*** Opening THE RECORDS ***

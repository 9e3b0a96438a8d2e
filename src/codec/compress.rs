/*!
# `JPEG Line` - Compression
*/

use crate::{
	JpegError,
	MAX_DIMENSION,
	SubsampleRatio,
};
use dactyl::NiceU64;
use jpeg_encoder::{
	ColorType,
	Encoder,
	SamplingFactor,
};
use super::{
	Flush,
	Writer,
};



#[derive(Debug, Clone, Copy, Eq, PartialEq)]
/// # Input Color Space.
pub(crate) enum InColor {
	/// # One Byte of Luma.
	Luma,

	/// # Packed RGB.
	Rgb,

	/// # Packed RGBA.
	///
	/// The alpha channel is ignored by the engine.
	Rgba,

	/// # Interleaved `YCbCr` (Full Resolution).
	YCbCr,
}

impl InColor {
	/// # Bytes Per Pixel.
	pub(crate) const fn channels(self) -> usize {
		match self {
			Self::Luma => 1,
			Self::Rgb | Self::YCbCr => 3,
			Self::Rgba => 4,
		}
	}

	/// # Engine Color Type.
	const fn color_type(self) -> ColorType {
		match self {
			Self::Luma => ColorType::Luma,
			Self::Rgb => ColorType::Rgb,
			Self::Rgba => ColorType::Rgba,
			Self::YCbCr => ColorType::Ycbcr,
		}
	}
}



#[derive(Debug, Clone, Copy)]
/// # Compression Settings.
pub(crate) struct CompressSettings {
	/// # Width.
	pub(crate) width: usize,

	/// # Height.
	pub(crate) height: usize,

	/// # Input Color Space.
	pub(crate) color: InColor,

	/// # Quality (1-100).
	pub(crate) quality: u8,

	/// # Chroma Subsampling.
	pub(crate) sampling: SubsampleRatio,

	/// # Progressive Scans.
	pub(crate) progressive: bool,

	/// # Optimized Huffman Tables.
	pub(crate) optimize: bool,
}



/// # Compression.
///
/// Scanlines are collected in order, then handed to the engine in one go on
/// [`Compress::finish`].
pub(crate) struct Compress<'d, D: Flush> {
	dest: &'d mut D,
	settings: CompressSettings,
	width: u16,
	height: u16,
	row_len: usize,
	data: Vec<u8>,
	row: usize,
}

impl<'d, D: Flush> Compress<'d, D> {
	/// # Begin.
	///
	/// ## Errors
	///
	/// Returns [`JpegError::EmptyImage`] if either dimension is zero, or
	/// [`JpegError::Overflow`] if either is too big for a JPEG.
	pub(crate) fn begin(dest: &'d mut D, settings: CompressSettings)
	-> Result<Self, JpegError> {
		if settings.width == 0 || settings.height == 0 {
			return Err(JpegError::EmptyImage);
		}

		if MAX_DIMENSION < settings.width || MAX_DIMENSION < settings.height {
			return Err(JpegError::Overflow);
		}
		let width = u16::try_from(settings.width).map_err(|_| JpegError::Overflow)?;
		let height = u16::try_from(settings.height).map_err(|_| JpegError::Overflow)?;

		let row_len = settings.width * settings.color.channels();
		let size = row_len.checked_mul(settings.height).ok_or(JpegError::Overflow)?;

		tracing::trace!(
			"Compressing {width}x{height} {:?} at quality {} ({}).",
			settings.color,
			settings.quality,
			settings.sampling,
		);

		Ok(Self {
			dest,
			settings,
			width,
			height,
			row_len,
			data: Vec::with_capacity(size),
			row: 0,
		})
	}

	/// # Write Scanline.
	///
	/// ## Errors
	///
	/// Returns [`JpegError::Scanline`] if the row has the wrong length or all
	/// rows have already been written.
	pub(crate) fn write_scanline(&mut self, row: &[u8]) -> Result<(), JpegError> {
		if self.row >= self.settings.height || row.len() != self.row_len {
			return Err(JpegError::Scanline);
		}

		self.data.extend_from_slice(row);
		self.row += 1;
		Ok(())
	}

	/// # Finish.
	///
	/// Run the engine, pushing its output into the destination.
	///
	/// ## Errors
	///
	/// Returns [`JpegError::Scanline`] if rows are missing, or the engine's
	/// error if it fails.
	pub(crate) fn finish(self) -> Result<(), JpegError> {
		if self.row != self.settings.height { return Err(JpegError::Scanline); }

		let mut encoder = Encoder::new(Writer(self.dest), self.settings.quality);
		encoder.set_sampling_factor(sampling_factor(self.settings.sampling));
		encoder.set_progressive(self.settings.progressive);
		encoder.set_optimized_huffman_tables(self.settings.optimize);
		encoder.encode(&self.data, self.width, self.height, self.settings.color.color_type())
			.map_err(|e| JpegError::Codec(e.to_string()))?;

		tracing::trace!(
			"Compressed {} bytes of scanlines.",
			NiceU64::from(self.data.len() as u64),
		);
		Ok(())
	}
}

/// # Engine Sampling Factor.
const fn sampling_factor(ratio: SubsampleRatio) -> SamplingFactor {
	match ratio {
		SubsampleRatio::R444 => SamplingFactor::F_1_1,
		SubsampleRatio::R440 => SamplingFactor::F_1_2,
		SubsampleRatio::R422 => SamplingFactor::F_2_1,
		SubsampleRatio::R420 => SamplingFactor::F_2_2,
	}
}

*** Closing THE RECORDS ***

**WORK ORDER**
Copy every line in the listing above where the string "channels" turns up.

**REPLY TO THE TASK**
	pub(crate) const fn channels(self) -> usize {
		let row_len = settings.width * settings.color.channels();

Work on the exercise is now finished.